Secondo il Comitato d’inchiesta russo il comportamento dei militanti di Greenpeace ha messo in pericolo la vita di chi lavorava sulla piattaforma Gazprom. Vladimir Tchuprov, direttore del programma Artico di Greenpeace Russia, ha risposto che «Le azioni dei militanti di Greenpeace nel Mar di Pecora non possono costituire una minaccia per la vita delle persone che lavorano sulla piattaforma petrolifera Prirazlomnaia. Questa accusa che era stata formulata all’inizio. E’ evidente che le azioni dei militanti ecologisti non possono né perturbare il funzionamento della piattaforma, né costituire una minaccia per la vita del suo personale. Essendo Greenpeace un’organizzazione non violenta, i suoi militanti sono i soli a rischiare la loro salute e la loro vita durante azioni come quella. I militanti di Greenpeace seguono una formazione specializzata prima di prendere parte a manifestazioni di questo genere. Apprendono a comportarsi senza ricorrere alla violenza, ad escludere ogni minaccia ed ad evitare i rischi per gli altri. Questo è il primo principio applicato da Greenpeace durante le sue azioni. L’esperienza dimostra che I militanti ecologisti sono I soli ad esporsi al pericolo. Le operazioni di Greenpeace non hanno mai fatto una sola vittima nel mondo. Le forze dell’ordine non possono non saperlo».

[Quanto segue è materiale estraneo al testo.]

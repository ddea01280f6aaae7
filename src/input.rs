use crossterm::event::{KeyCode, KeyEvent, KeyModifiers};

use crate::vec2::Vec2;

/// What a key press means to the game loop.
#[derive(Debug, Clone, Copy, PartialEq, Eq)]
pub enum Command {
    Steer(Vec2),
    Quit,
    Ignore,
}

/// Maps a raw key event to a game command. Unknown keys are no-ops;
/// reversal filtering happens in `GameState::steer`, not here.
pub fn map_key(ev: &KeyEvent) -> Command {
    if is_ctrl_c(ev) {
        return Command::Quit;
    }

    match ev.code {
        KeyCode::Up | KeyCode::Char('w') => Command::Steer(Vec2::UP),
        KeyCode::Down | KeyCode::Char('s') => Command::Steer(Vec2::DOWN),
        KeyCode::Left | KeyCode::Char('a') => Command::Steer(Vec2::LEFT),
        KeyCode::Right | KeyCode::Char('d') => Command::Steer(Vec2::RIGHT),
        KeyCode::Esc => Command::Quit,
        _ => Command::Ignore,
    }
}

fn is_ctrl_c(ev: &KeyEvent) -> bool {
    matches!(ev, KeyEvent { code: KeyCode::Char('c'), modifiers: KeyModifiers::CONTROL })
}
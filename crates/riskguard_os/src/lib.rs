#![forbid(unsafe_code)]

pub mod config;
pub mod engine;
pub mod policy_fetch;
pub mod policy_provider;
#![forbid(unsafe_code)]

use std::fmt;

use riskguard_contracts::report::ServerFields;
use riskguard_contracts::signal::Signal;
use riskguard_contracts::snapshot::EvaluationSnapshot;

pub const PROVIDER_ERROR_MESSAGE_MAX_LEN: usize = 256;

#[derive(Debug, Clone, PartialEq, Eq)]
pub struct ProviderError {
    message: String,
}

impl ProviderError {
    pub fn new(message: impl Into<String>) -> Self {
        let mut message = message.into();
        if message.len() > PROVIDER_ERROR_MESSAGE_MAX_LEN {
            // Cut on a char boundary so the bound holds in bytes.
            let mut end = PROVIDER_ERROR_MESSAGE_MAX_LEN;
            while !message.is_char_boundary(end) {
                end -= 1;
            }
            message.truncate(end);
        }
        Self { message }
    }

    pub fn message(&self) -> &str {
        &self.message
    }
}

impl fmt::Display for ProviderError {
    fn fmt(&self, f: &mut fmt::Formatter<'_>) -> fmt::Result {
        write!(f, "provider error: {}", self.message)
    }
}

impl std::error::Error for ProviderError {}

/// Leaf detector capability. Implementations must not keep the snapshot
/// past the call and must not share mutable state with other providers.
pub trait SignalProvider: Send + Sync {
    fn id(&self) -> &str;

    fn collect(&self, snapshot: &EvaluationSnapshot) -> Result<Vec<Signal>, ProviderError>;

    fn server_aggregate_fields(&self, _snapshot: &EvaluationSnapshot) -> Option<ServerFields> {
        None
    }
}
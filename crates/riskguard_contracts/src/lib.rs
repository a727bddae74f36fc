#![forbid(unsafe_code)]

pub mod common;
pub mod policy;
pub mod report;
pub mod signal;
pub mod snapshot;

pub use common::{ContractViolation, ReasonCodeId, UnixTimeMs, Validate};
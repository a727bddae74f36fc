#![forbid(unsafe_code)]

use std::fmt;
use std::sync::{Arc, RwLock};

use riskguard_contracts::policy::Policy;
use riskguard_contracts::report::RiskReport;
use riskguard_contracts::snapshot::EvaluationSnapshot;
use riskguard_contracts::Validate;
use riskguard_engines::decision::{DecisionConfig, DecisionEngine};
use riskguard_engines::provider::SignalProvider;
use riskguard_engines::registry::ProviderRegistry;
use riskguard_storage::policy_cache::{
    FilePolicyStore, InMemoryPolicyStore, PolicyCache, PolicyStore, StorageError,
};

use crate::config::RiskEngineConfig;
use crate::policy_fetch::UreqPolicyTransport;
use crate::policy_provider::PolicyProvider;

#[derive(Debug)]
pub enum EngineError {
    Storage(StorageError),
    Dispatch(String),
}

impl fmt::Display for EngineError {
    fn fmt(&self, f: &mut fmt::Formatter<'_>) -> fmt::Result {
        match self {
            EngineError::Storage(e) => write!(f, "engine storage setup failed: {e}"),
            EngineError::Dispatch(msg) => write!(f, "evaluation dispatch failed: {msg}"),
        }
    }
}

impl std::error::Error for EngineError {}

impl From<StorageError> for EngineError {
    fn from(e: StorageError) -> Self {
        EngineError::Storage(e)
    }
}

/// Explicitly constructed engine context: provider registry, decision
/// engine and policy provider. Hosts build one and pass it around.
pub struct RiskEngine {
    decision: DecisionEngine,
    registry: RwLock<ProviderRegistry>,
    policy: Arc<PolicyProvider>,
}

impl fmt::Debug for RiskEngine {
    fn fmt(&self, f: &mut fmt::Formatter<'_>) -> fmt::Result {
        f.debug_struct("RiskEngine")
            .field("decision", &self.decision)
            .field("providers", &self.provider_ids())
            .field("policy", &self.policy)
            .finish()
    }
}

impl RiskEngine {
    pub fn new(config: &RiskEngineConfig, policy: Arc<PolicyProvider>) -> Self {
        Self {
            decision: DecisionEngine::new(DecisionConfig {
                max_collection_workers: config.max_collection_workers,
            }),
            registry: RwLock::new(ProviderRegistry::new()),
            policy,
        }
    }

    /// Process-boundary convenience: env config, file cache when a cache
    /// directory is configured, and the blocking HTTP transport.
    pub fn from_env() -> Result<Self, EngineError> {
        Self::from_config(RiskEngineConfig::from_env())
    }

    pub fn from_config(config: RiskEngineConfig) -> Result<Self, EngineError> {
        let p = &config.policy;
        let store: Arc<dyn PolicyStore> = match &p.cache_dir {
            Some(dir) => Arc::new(FilePolicyStore::new(dir.clone())),
            None => Arc::new(InMemoryPolicyStore::new()),
        };
        let cache = Arc::new(PolicyCache::open(store, &p.cache_namespace, p.cache_max_entries)?);
        let transport = Arc::new(UreqPolicyTransport::new(p.fetch_timeout_ms));
        let provider = Arc::new(PolicyProvider::new(p.clone(), transport, cache));
        Ok(Self::new(&config, provider))
    }

    pub fn policy_provider(&self) -> &Arc<PolicyProvider> {
        &self.policy
    }

    pub fn register_provider<P>(&self, provider: P)
    where
        P: SignalProvider + 'static,
    {
        self.register_shared_provider(Arc::new(provider));
    }

    pub fn register_shared_provider(&self, provider: Arc<dyn SignalProvider>) {
        match self.registry.write() {
            Ok(mut registry) => registry.register_shared(provider),
            Err(_) => tracing::warn!("provider registry lock poisoned; registration dropped"),
        }
    }

    pub fn unregister_provider(&self, provider_id: &str) -> bool {
        match self.registry.write() {
            Ok(mut registry) => registry.unregister(provider_id).is_some(),
            Err(_) => false,
        }
    }

    pub fn provider_ids(&self) -> Vec<String> {
        match self.registry.read() {
            Ok(registry) => registry.provider_ids(),
            Err(_) => Vec::new(),
        }
    }

    /// Evaluates against the current cached policy (or the fallback).
    pub fn evaluate(&self, snapshot: EvaluationSnapshot, scenario: &str) -> RiskReport {
        let policy = self.policy.current_policy();
        self.evaluate_with_policy(snapshot, &policy, scenario)
    }

    pub fn evaluate_with_policy(
        &self,
        snapshot: EvaluationSnapshot,
        policy: &Policy,
        scenario: &str,
    ) -> RiskReport {
        if let Err(violation) = snapshot.validate() {
            tracing::warn!(
                device_id = %snapshot.device_id.as_str(),
                violation = %violation,
                "evaluation snapshot out of contract; evaluating anyway"
            );
        }
        // Registry handles are cheap clones; no lock is held while
        // providers run.
        let registry = match self.registry.read() {
            Ok(registry) => registry.clone(),
            Err(_) => ProviderRegistry::new(),
        };
        self.decision
            .evaluate(&registry, Arc::new(snapshot), policy, scenario)
    }

    /// Runs [`Self::evaluate`] on tokio's blocking pool so async callers
    /// (for example a UI event loop) never block on collection.
    pub async fn evaluate_async(
        self: &Arc<Self>,
        snapshot: EvaluationSnapshot,
        scenario: impl Into<String>,
    ) -> Result<RiskReport, EngineError> {
        let engine = Arc::clone(self);
        let scenario = scenario.into();
        tokio::task::spawn_blocking(move || engine.evaluate(snapshot, &scenario))
            .await
            .map_err(|err| EngineError::Dispatch(err.to_string()))
    }
}
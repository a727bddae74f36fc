#![forbid(unsafe_code)]

use std::collections::{BTreeMap, BTreeSet};

use riskguard_contracts::policy::{BlindChallengeConfig, BlindChallengeRule};
use riskguard_contracts::signal::{Signal, SignalState};

#[derive(Debug, Clone, PartialEq, Default)]
pub struct BlindChallengeOutcome {
    pub fired_rule_ids: Vec<String>,
    pub penalty: f64,
}

/// Facts the rule predicates are evaluated against, computed once per
/// signal set.
#[derive(Debug, Clone, PartialEq, Eq, Default)]
pub struct SignalFacts<'a> {
    asserted_ids: BTreeSet<&'a str>,
    tampered_count: u32,
    risk_layers: BTreeSet<u8>,
    cross_layer_inconsistency: bool,
}

impl<'a> SignalFacts<'a> {
    pub fn from_signals(signals: &'a [Signal]) -> Self {
        let mut facts = SignalFacts::default();
        let mut asserted_layers: BTreeMap<&str, BTreeSet<u8>> = BTreeMap::new();
        let mut clear_layers: BTreeMap<&str, BTreeSet<u8>> = BTreeMap::new();

        for signal in signals {
            if signal.state == SignalState::Tampered {
                facts.tampered_count = facts.tampered_count.saturating_add(1);
            }
            if signal.is_asserted() {
                facts.asserted_ids.insert(signal.id.as_str());
                facts.risk_layers.insert(signal.layer);
                asserted_layers
                    .entry(signal.category.as_str())
                    .or_default()
                    .insert(signal.layer);
            } else if signal.state.is_hard_clear() {
                clear_layers
                    .entry(signal.category.as_str())
                    .or_default()
                    .insert(signal.layer);
            }
        }

        // One layer reports risk while another layer of the same category
        // reports a conclusive clear.
        facts.cross_layer_inconsistency = asserted_layers.iter().any(|(category, risky)| {
            clear_layers
                .get(category)
                .is_some_and(|clear| risky.iter().any(|l| clear.iter().any(|c| c != l)))
        });
        facts
    }

    pub fn tampered_count(&self) -> u32 {
        self.tampered_count
    }

    pub fn distinct_risk_layers(&self) -> u32 {
        self.risk_layers.len() as u32
    }

    pub fn has_cross_layer_inconsistency(&self) -> bool {
        self.cross_layer_inconsistency
    }
}

pub fn rule_fires(rule: &BlindChallengeRule, facts: &SignalFacts<'_>) -> bool {
    let all_of = rule
        .all_of_signal_ids
        .iter()
        .all(|id| facts.asserted_ids.contains(id.as_str()));
    let any_of = rule.any_of_signal_ids.is_empty()
        || rule
            .any_of_signal_ids
            .iter()
            .any(|id| facts.asserted_ids.contains(id.as_str()));
    all_of
        && any_of
        && facts.tampered_count >= rule.min_tampered_count
        && facts.distinct_risk_layers() >= rule.min_distinct_risk_layers
        && (!rule.require_cross_layer_inconsistency || facts.cross_layer_inconsistency)
}

/// Discrete penalty from the rule set, independent of the weighted sum.
pub fn evaluate(config: &BlindChallengeConfig, signals: &[Signal]) -> BlindChallengeOutcome {
    if !config.enabled || config.rules.is_empty() {
        return BlindChallengeOutcome::default();
    }
    let facts = SignalFacts::from_signals(signals);
    let mut out = BlindChallengeOutcome::default();
    for rule in &config.rules {
        if rule_fires(rule, &facts) {
            out.fired_rule_ids.push(rule.id.clone());
            out.penalty += rule.weight;
        }
    }
    out.penalty = out.penalty.min(config.max_penalty).max(0.0);
    out
}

Giuseppe Onufrio, direttore esecutivo di Greenpeace Italia, sottolinea che «Le autorità russe hanno formalizzato l’accusa di vandalismo, senza ancora far decadere quella di pirateria come annunciato, ma la sostanza non cambia: la detenzione dell’equipaggio di Greenpeace e dei giornalisti e il sequestro della nave è del tutto illegittimo. Se l’accusa di pirateria si è rivelata inconsistente, quella di vandalismo oltre ad essere ugualmente assurda, mai comunque avrebbe dato il diritto di abbordare la nave di Greenpeace in acque internazionali».

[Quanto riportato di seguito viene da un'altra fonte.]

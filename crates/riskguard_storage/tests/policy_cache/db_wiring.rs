#![forbid(unsafe_code)]

use std::fs;
use std::sync::Arc;

use riskguard_contracts::policy::Policy;
use riskguard_storage::policy_cache::{
    FilePolicyStore, InMemoryPolicyStore, PolicyCache, PolicyStore, StorageError,
    DEFAULT_CACHE_MAX_ENTRIES,
};
use tempfile::TempDir;

fn policy(version: i64) -> Arc<Policy> {
    let mut p = Policy::default_v1();
    p.version = version;
    Arc::new(p)
}

fn file_store(dir: &TempDir) -> Arc<dyn PolicyStore> {
    Arc::new(FilePolicyStore::new(dir.path()))
}

#[test]
fn at_cache_db_01_file_store_survives_reopen() {
    let dir = TempDir::new().unwrap();
    {
        let cache = PolicyCache::open(file_store(&dir), "tenant_a", DEFAULT_CACHE_MAX_ENTRIES).unwrap();
        for v in 1..=7 {
            cache.save(policy(v)).unwrap();
        }
    }
    assert!(dir.path().join("tenant_a.policy-cache.json").exists());

    let reopened = PolicyCache::open(file_store(&dir), "tenant_a", DEFAULT_CACHE_MAX_ENTRIES).unwrap();
    assert_eq!(reopened.available_versions(), vec![3, 4, 5, 6, 7]);
    assert!(reopened.current().is_none());
    assert_eq!(reopened.load().unwrap().version, 7);
    assert_eq!(reopened.current().unwrap().version, 7);
}

#[test]
fn at_cache_db_02_namespaces_are_isolated() {
    let dir = TempDir::new().unwrap();
    let a = PolicyCache::open(file_store(&dir), "a", 5).unwrap();
    let b = PolicyCache::open(file_store(&dir), "b", 5).unwrap();
    a.save(policy(1)).unwrap();
    assert_eq!(a.available_versions(), vec![1]);
    assert!(b.available_versions().is_empty());
    assert!(b.load().is_none());
}

#[test]
fn at_cache_db_03_export_then_import_into_fresh_namespace() {
    let source = PolicyCache::in_memory(5);
    for v in [2, 4, 6] {
        source.save(policy(v)).unwrap();
    }
    let exported = source.export_all().unwrap();
    let parsed: serde_json::Value = serde_json::from_str(&exported).unwrap();
    assert_eq!(parsed.as_array().map(Vec::len), Some(3));
    assert_eq!(parsed[0]["version"], 2);
    assert!(parsed[0].get("cachedAt").is_some());

    let target = PolicyCache::in_memory(2);
    assert_eq!(target.import_all(&exported).unwrap(), 3);
    assert_eq!(target.available_versions(), vec![4, 6]);
}

#[test]
fn at_cache_db_04_import_skips_invalid_entries() {
    let cache = PolicyCache::in_memory(5);
    cache.save(policy(1)).unwrap();
    let mut entries: serde_json::Value = serde_json::from_str(&cache.export_all().unwrap()).unwrap();
    let mut mismatched = entries[0].clone();
    mismatched["version"] = serde_json::json!(9);
    let mut out_of_range = entries[0].clone();
    out_of_range["version"] = serde_json::json!(5);
    out_of_range["policy"]["version"] = serde_json::json!(5);
    out_of_range["policy"]["policy"]["threshold"] = serde_json::json!(150.0);
    if let Some(list) = entries.as_array_mut() {
        list.push(mismatched);
        list.push(out_of_range);
    }

    let target = PolicyCache::in_memory(5);
    assert_eq!(target.import_all(&entries.to_string()).unwrap(), 1);
    assert_eq!(target.available_versions(), vec![1]);
    assert!(matches!(
        target.import_all("{not json"),
        Err(StorageError::Decode(_))
    ));
}

#[test]
fn at_cache_db_05_corrupt_file_starts_empty_and_recovers() {
    let dir = TempDir::new().unwrap();
    fs::write(dir.path().join("default.policy-cache.json"), "[{oops").unwrap();
    let cache = PolicyCache::open(file_store(&dir), "default", 5).unwrap();
    assert!(cache.available_versions().is_empty());
    cache.save(policy(3)).unwrap();

    let reopened = PolicyCache::open(file_store(&dir), "default", 5).unwrap();
    assert_eq!(reopened.available_versions(), vec![3]);
}

#[test]
fn at_cache_db_06_reset_clears_memory_and_store() {
    let dir = TempDir::new().unwrap();
    let cache = PolicyCache::open(file_store(&dir), "default", 5).unwrap();
    cache.save(policy(1)).unwrap();
    cache.reset().unwrap();
    assert!(cache.available_versions().is_empty());
    assert!(cache.current().is_none());
    assert!(!dir.path().join("default.policy-cache.json").exists());
    // Resetting an already empty namespace is fine.
    cache.reset().unwrap();
}

#[test]
fn at_cache_db_07_in_memory_store_shared_between_caches() {
    let store: Arc<dyn PolicyStore> = Arc::new(InMemoryPolicyStore::new());
    let first = PolicyCache::open(store.clone(), "default", 5).unwrap();
    first.save(policy(11)).unwrap();
    let second = PolicyCache::open(store, "default", 5).unwrap();
    assert_eq!(second.available_versions(), vec![11]);
}
#![forbid(unsafe_code)]

use std::collections::BTreeMap;

use riskguard_contracts::policy::{BucketingStrategy, Policy};
use sha2::{Digest, Sha256};

const MODULAR_SLOTS: u64 = 10_000;

/// Deterministic experiment assignment; `1` means "in the experiment".
pub fn bucket(
    strategy: BucketingStrategy,
    device_id: &str,
    experiment_key: &str,
    traffic_fraction: f64,
) -> u8 {
    let fraction = if traffic_fraction.is_finite() {
        traffic_fraction.clamp(0.0, 1.0)
    } else {
        0.0
    };
    match strategy {
        BucketingStrategy::ConsistentHash => {
            consistent_hash_bucket(device_id, experiment_key, fraction)
        }
        BucketingStrategy::ModularHash => modular_hash_bucket(device_id, experiment_key, fraction),
    }
}

/// Buckets for every active experiment of `policy`, keyed by experiment key.
pub fn assign_buckets(policy: &Policy, device_id: &str) -> BTreeMap<String, u8> {
    policy
        .active_experiments()
        .map(|e| {
            (
                e.key.clone(),
                bucket(policy.bucketing_strategy, device_id, &e.key, e.traffic_fraction),
            )
        })
        .collect()
}

// A device's point on [0, 1) depends only on (key, device), so raising the
// fraction only ever moves devices from bucket 0 to bucket 1.
fn consistent_hash_bucket(device_id: &str, experiment_key: &str, fraction: f64) -> u8 {
    let h = hash64(&[
        &b"riskguard.bucket.consistent.v1"[..],
        experiment_key.as_bytes(),
        device_id.as_bytes(),
    ]);
    let unit = (h >> 11) as f64 / (1u64 << 53) as f64;
    u8::from(unit < fraction)
}

// The fraction is part of the hash input, so any reconfiguration reshuffles.
fn modular_hash_bucket(device_id: &str, experiment_key: &str, fraction: f64) -> u8 {
    let fraction_bp = (fraction * MODULAR_SLOTS as f64).round() as u64;
    let h = hash64(&[
        &b"riskguard.bucket.modular.v1"[..],
        device_id.as_bytes(),
        experiment_key.as_bytes(),
        &fraction_bp.to_be_bytes()[..],
    ]);
    u8::from(h % MODULAR_SLOTS < fraction_bp)
}

fn hash64(parts: &[&[u8]]) -> u64 {
    let mut hasher = Sha256::new();
    for part in parts {
        hasher.update((part.len() as u64).to_be_bytes());
        hasher.update(part);
    }
    let digest = hasher.finalize();
    let mut bytes = [0u8; 8];
    bytes.copy_from_slice(&digest[..8]);
    u64::from_be_bytes(bytes)
}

Intanto l’Olanda ha deciso di portare il caso Russia-Greenpeace davanti al Tribunale internazionale del diritto del mare (Itlos), previsto dalla Convenzione Onu sul Diritto del Mare (Unclos) e la prima udienza è fissata ad Amburgo per il 6 novembre. La Russia, pur avendo sottoscritto l’Unclos, ha detto che non parteciperà al processo e non accetterà le decisioni del Tribunale.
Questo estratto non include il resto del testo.